WHAT YOU HAVE TO DO
Give an exact copy of the lines of the records below, starting at the line containing "assert_send::<ChunkflowError>();" and running to the end.

Collected data entries:
⟨

//! Error types for chunkflow.

use thiserror::Error;

#[derive(Error, Debug)]
pub enum ChunkflowError {
    // Configuration errors
    #[error("Configuration file not found at {path}")]
    ConfigFileNotFound { path: String },

    #[error("Invalid configuration value for {key}: {message}")]
    ConfigInvalidValue { key: String, message: String },

    #[error("Configuration error: {0}")]
    Config(#[from] toml::de::Error),

    // Pipeline lifecycle errors
    #[error("Pipeline is not stopped (currently {phase})")]
    PipelineNotStopped { phase: String },

    #[error("Failed to spawn worker for stage {stage}: {message}")]
    WorkerSpawn { stage: String, message: String },

    // Generic error for cases not covered above
    #[error("{0}")]
    Other(String),
}

// Type alias for convenience
pub type Result<T> = std::result::Result<T, ChunkflowError>;

#[cfg(test)]
mod tests {
    use super::*;

    #[test]
    fn test_config_file_not_found_display() {
        let error = ChunkflowError::ConfigFileNotFound {
            path: "/path/to/config.toml".to_string(),
        };
        assert_eq!(
            error.to_string(),
            "Configuration file not found at /path/to/config.toml"
        );
    }

    #[test]
    fn test_config_invalid_value_display() {
        let error = ChunkflowError::ConfigInvalidValue {
            key: "pipeline.workers".to_string(),
            message: "must be at least 1".to_string(),
        };
        assert_eq!(
            error.to_string(),
            "Invalid configuration value for pipeline.workers: must be at least 1"
        );
    }

    #[test]
    fn test_pipeline_not_stopped_display() {
        let error = ChunkflowError::PipelineNotStopped {
            phase: "running".to_string(),
        };
        assert_eq!(
            error.to_string(),
            "Pipeline is not stopped (currently running)"
        );
    }

    #[test]
    fn test_worker_spawn_display() {
        let error = ChunkflowError::WorkerSpawn {
            stage: "validate".to_string(),
            message: "resource temporarily unavailable".to_string(),
        };
        assert_eq!(
            error.to_string(),
            "Failed to spawn worker for stage validate: resource temporarily unavailable"
        );
    }

    #[test]
    fn test_from_toml_error() {
        let toml_error = toml::from_str::<toml::Value>("invalid = toml = syntax").unwrap_err();
        let error: ChunkflowError = toml_error.into();
        assert!(error.to_string().contains("Configuration error"));
    }

    #[test]
    fn test_error_source_chain_toml() {
        let toml_error = toml::from_str::<toml::Value>("key =").unwrap_err();
        let error: ChunkflowError = toml_error.into();

        let error_trait: &dyn std::error::Error = &error;
        assert!(error_trait.source().is_some());
    }

    #[test]
    fn test_error_is_send_and_sync() {
        fn assert_send<T: Send>() {}
        fn assert_sync<T: Sync>() {}

        assert_send::<ChunkflowError>();
        assert_sync::<ChunkflowError>();
    }
}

⟩

THE ANSWER
        assert_send::<ChunkflowError>();
        assert_sync::<ChunkflowError>();
    }
}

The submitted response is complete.